Exercise data Start Marker

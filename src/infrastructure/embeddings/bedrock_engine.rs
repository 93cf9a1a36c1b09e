use serde::Deserialize;
use serde_json::json;

use crate::{
    application::services::EmbeddingEngine,
    domain::DomainError,
    infrastructure::http_client::{describe_http_error, EndpointConfig},
};

/// Remote embedder calling a Titan-style `invoke` endpoint
/// (`{"inputText": ...}` in, `{"embedding": [...]}` out).
pub struct BedrockEmbedEngine {
    endpoint: EndpointConfig,
    model_id: String,
    dimensions: Option<usize>,
    agent: ureq::Agent,
}

#[derive(Debug, Deserialize)]
struct InvokeResponse {
    embedding: Vec<f32>,
}

impl BedrockEmbedEngine {
    pub fn new(
        endpoint: EndpointConfig,
        model_id: impl Into<String>,
        dimensions: Option<usize>,
    ) -> Self {
        let agent = endpoint.agent();
        Self {
            endpoint,
            model_id: model_id.into(),
            dimensions,
            agent,
        }
    }
}

impl EmbeddingEngine for BedrockEmbedEngine {
    fn embed(&self, model: &str, text: &str) -> Result<Vec<f32>, DomainError> {
        if !model.eq_ignore_ascii_case(&self.model_id) {
            return Err(DomainError::embedding(format!(
                "engine initialised for `{}` but `{}` requested",
                self.model_id, model
            )));
        }
        if text.trim().is_empty() {
            return Err(DomainError::validation("text payload cannot be empty"));
        }

        let mut body = json!({ "inputText": text });
        if let Some(dimensions) = self.dimensions {
            body["dimensions"] = json!(dimensions);
        }

        let url = self.endpoint.model_url(&self.model_id, "invoke");
        let response: InvokeResponse = self
            .endpoint
            .post(&self.agent, &url)
            .send_json(body)
            .map_err(|err| DomainError::embedding(describe_http_error(err)))?
            .into_json()
            .map_err(|err| DomainError::embedding(format!("malformed embedding reply: {err}")))?;

        if let Some(expected) = self.dimensions {
            if response.embedding.len() != expected {
                return Err(DomainError::embedding(format!(
                    "unexpected embedding dimension (expected {}, got {})",
                    expected,
                    response.embedding.len()
                )));
            }
        }

        Ok(response.embedding)
    }

    fn dims(&self, _model: &str) -> Option<usize> {
        self.dimensions
    }
}
//! Storage adapters for the complaint index.

pub mod sled_store;

pub use sled_store::SledVectorStore;
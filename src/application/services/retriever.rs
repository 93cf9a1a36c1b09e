use std::sync::Arc;

use tracing::debug;

use super::ports::{EmbeddingEngine, VectorStore};
use crate::domain::{ComplaintEmbedding, Document, DomainError, MetadataFilter, ResultBound};

/// Similarity search over the complaint index, narrowed by metadata.
pub struct Retriever {
    embedder: Arc<dyn EmbeddingEngine>,
    store: Arc<dyn VectorStore>,
    embedding_model: String,
    max_bound: usize,
}

impl Retriever {
    pub fn new(
        embedder: Arc<dyn EmbeddingEngine>,
        store: Arc<dyn VectorStore>,
        embedding_model: impl Into<String>,
        max_bound: usize,
    ) -> Self {
        Self {
            embedder,
            store,
            embedding_model: embedding_model.into(),
            max_bound: max_bound.max(1),
        }
    }

    pub fn retrieve(
        &self,
        query: &str,
        filter: Option<&MetadataFilter>,
        bound: ResultBound,
    ) -> Result<Vec<Document>, DomainError> {
        if query.trim().is_empty() {
            return Err(DomainError::validation("retrieval query cannot be empty"));
        }

        let filter = filter.filter(|f| !f.is_empty());
        let limit = bound.clamp_to(self.max_bound).get();

        let vector = self.embedder.embed(&self.embedding_model, query.trim())?;
        let embedding = ComplaintEmbedding::new(&self.embedding_model, vector);
        let matches = self.store.search(&embedding, filter, limit)?;

        debug!(
            target: "complaint_rag::retrieval",
            filtered = filter.is_some(),
            limit,
            returned = matches.len(),
            top_score = matches.first().map(|(_, score)| *score),
            "retrieval finished"
        );

        Ok(matches.into_iter().map(|(document, _)| document).collect())
    }

    /// Same as [`Retriever::retrieve`] with the filter still in raw JSON form,
    /// as supplied by the service. Invalid filters are rejected, not ignored.
    pub fn retrieve_raw(
        &self,
        query: &str,
        raw_filter: Option<&serde_json::Value>,
        bound: ResultBound,
    ) -> Result<Vec<Document>, DomainError> {
        let filter = raw_filter.map(MetadataFilter::from_json).transpose()?;
        self.retrieve(query, filter.as_ref(), bound)
    }
}
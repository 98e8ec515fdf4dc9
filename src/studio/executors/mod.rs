//! Stage executors.
//!
//! One executor per stage kind. Each turns tool results into a
//! [`StageReport`]; the pipeline engine alone decides what the report means
//! for the run.
//!
//! - `ingest`: index the client's asset directory
//! - `generate`: produce image/video media from a prompt
//! - `drift`: grade the latest media against the brand profile
//! - `review`: decide whether a human must sign off
//! - `export`: write the run summary package

pub mod drift;
pub mod export;
pub mod fallback;
pub mod generate;
pub mod ingest;
pub mod review;

use std::collections::HashMap;
use std::path::PathBuf;
use std::sync::Arc;

use async_trait::async_trait;
use tokio_util::sync::CancellationToken;

use super::models::{Artifact, ClientEntry, LogLevel, RunRecord, StageDefinition, StageId};
use super::process::{LogSink, ProcessRunner, ProcessSpec};
use crate::config::{FallbackPolicy, PathsSection, ToolCommand, ToolsSection};

pub use fallback::{ToolInvocation, ToolResult, execute_with_fallback};

#[derive(Debug, Clone, Copy, PartialEq, Eq)]
pub enum StageOutcome {
    Completed,
    Skipped,
    Failed,
    Canceled,
}

/// What an executor hands back to the engine.
#[derive(Debug, Clone, PartialEq)]
pub struct StageReport {
    pub outcome: StageOutcome,
    pub message: Option<String>,
    pub artifacts: Vec<Artifact>,
    /// `Some(true)` asks the engine to require human review for the run.
    pub review_required: Option<bool>,
}

impl StageReport {
    fn with_outcome(outcome: StageOutcome, message: Option<String>) -> Self {
        Self {
            outcome,
            message,
            artifacts: Vec::new(),
            review_required: None,
        }
    }

    pub fn completed() -> Self {
        Self::with_outcome(StageOutcome::Completed, None)
    }

    pub fn skipped(message: impl Into<String>) -> Self {
        Self::with_outcome(StageOutcome::Skipped, Some(message.into()))
    }

    pub fn failed(message: impl Into<String>) -> Self {
        Self::with_outcome(StageOutcome::Failed, Some(message.into()))
    }

    pub fn canceled() -> Self {
        Self::with_outcome(StageOutcome::Canceled, Some("Canceled".to_string()))
    }

    pub fn message(mut self, message: impl Into<String>) -> Self {
        self.message = Some(message.into());
        self
    }

    pub fn artifacts(mut self, artifacts: Vec<Artifact>) -> Self {
        self.artifacts = artifacts;
        self
    }

    pub fn review_required(mut self, required: bool) -> Self {
        self.review_required = Some(required);
        self
    }
}

/// Settings shared by every executor invocation.
#[derive(Debug, Clone)]
pub struct ExecutorSettings {
    pub tools: ToolsSection,
    pub paths: PathsSection,
    pub fallback: FallbackPolicy,
    pub runner: ProcessRunner,
}

/// Everything an executor may look at while running one stage.
#[derive(Clone)]
pub struct StageContext {
    /// Snapshot of the run taken when the stage started.
    pub run: RunRecord,
    pub client: ClientEntry,
    pub stage: StageDefinition,
    pub logger: Arc<dyn LogSink>,
    pub cancel: CancellationToken,
    pub settings: Arc<ExecutorSettings>,
}

impl StageContext {
    pub async fn log(&self, level: LogLevel, message: impl Into<String>) {
        self.logger.emit(level, message.into()).await;
    }

    pub async fn info(&self, message: impl Into<String>) {
        self.log(LogLevel::Info, message).await;
    }

    pub async fn warn(&self, message: impl Into<String>) {
        self.log(LogLevel::Warn, message).await;
    }

    /// `<output_root>/<clientId>`
    pub fn client_output_dir(&self) -> PathBuf {
        self.settings.paths.output_root.join(&self.client.id)
    }

    /// Placeholder values every tool invocation can reference.
    pub fn base_vars(&self) -> HashMap<&'static str, String> {
        HashMap::from([
            ("client", self.client.id.clone()),
            ("client_name", self.client.name.clone()),
            ("run_id", self.run.run_id.to_string()),
            (
                "output_dir",
                self.client_output_dir().to_string_lossy().into_owned(),
            ),
        ])
    }

    /// Resolve a configured tool into a concrete process spec.
    pub fn tool_spec(&self, tool: &ToolCommand, extra: &[(&'static str, String)]) -> ProcessSpec {
        let mut vars = self.base_vars();
        vars.extend(extra.iter().cloned());
        ProcessSpec {
            program: substitute(&tool.program, &vars),
            args: tool.args.iter().map(|a| substitute(a, &vars)).collect(),
            cwd: tool
                .cwd
                .as_ref()
                .map(|p| PathBuf::from(substitute(&p.to_string_lossy(), &vars))),
            env: tool
                .env
                .iter()
                .map(|(k, v)| (k.clone(), substitute(v, &vars)))
                .collect(),
        }
    }
}

/// Replace `{name}` occurrences with values from `vars`. Unknown names are
/// left untouched.
pub fn substitute(template: &str, vars: &HashMap<&'static str, String>) -> String {
    let mut out = String::with_capacity(template.len());
    let mut rest = template;
    while let Some(start) = rest.find('{') {
        out.push_str(&rest[..start]);
        let after = &rest[start + 1..];
        match after.find('}') {
            Some(end) => match vars.get(&after[..end]) {
                Some(value) => {
                    out.push_str(value);
                    rest = &after[end + 1..];
                }
                None => {
                    out.push('{');
                    rest = after;
                }
            },
            None => {
                out.push_str(&rest[start..]);
                rest = "";
            }
        }
    }
    out.push_str(rest);
    out
}

#[async_trait]
pub trait StageExecutor: Send + Sync {
    /// Run the stage. An `Err` is reported as a stage failure carrying the
    /// error text.
    async fn execute(&self, ctx: &StageContext) -> anyhow::Result<StageReport>;
}

pub type ExecutorMap = HashMap<StageId, Arc<dyn StageExecutor>>;

/// The built-in executor for every stage kind.
pub fn default_executors() -> ExecutorMap {
    let mut map: ExecutorMap = HashMap::new();
    map.insert(StageId::Ingest, Arc::new(ingest::IngestExecutor));
    map.insert(StageId::Generate, Arc::new(generate::GenerateExecutor));
    map.insert(StageId::Drift, Arc::new(drift::DriftExecutor));
    map.insert(StageId::Review, Arc::new(review::ReviewExecutor));
    map.insert(StageId::Export, Arc::new(export::ExportExecutor));
    map
}


#[cfg(test)]
mod tests {
    use super::*;

    #[test]
    fn test_substitute_known_placeholders() {
        let vars = HashMap::from([("client", "acme".to_string()), ("media", "image".to_string())]);
        assert_eq!(
            substitute("--client={client} --media {media}", &vars),
            "--client=acme --media image"
        );
    }

    #[test]
    fn test_substitute_leaves_unknown_and_unbalanced() {
        let vars = HashMap::from([("client", "acme".to_string())]);
        assert_eq!(substitute("{other}-{client}", &vars), "{other}-acme");
        assert_eq!(substitute("json {\"a\": 1", &vars), "json {\"a\": 1");
        assert_eq!(substitute("trailing {", &vars), "trailing {");
    }

    #[test]
    fn test_default_executors_cover_every_stage() {
        let map = default_executors();
        for id in [
            StageId::Ingest,
            StageId::Generate,
            StageId::Drift,
            StageId::Review,
            StageId::Export,
        ] {
            assert!(map.contains_key(&id), "missing executor for {}", id);
        }
    }

    #[test]
    fn test_report_builders() {
        let report = StageReport::completed().message("done").review_required(true);
        assert_eq!(report.outcome, StageOutcome::Completed);
        assert_eq!(report.message.as_deref(), Some("done"));
        assert_eq!(report.review_required, Some(true));
        assert_eq!(StageReport::canceled().message.as_deref(), Some("Canceled"));
    }
}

Exercise data End Marker

### Task prompt
Going through the data above, count the lines where the string "embedder" appears, and answer with only that number.

### Task solution
5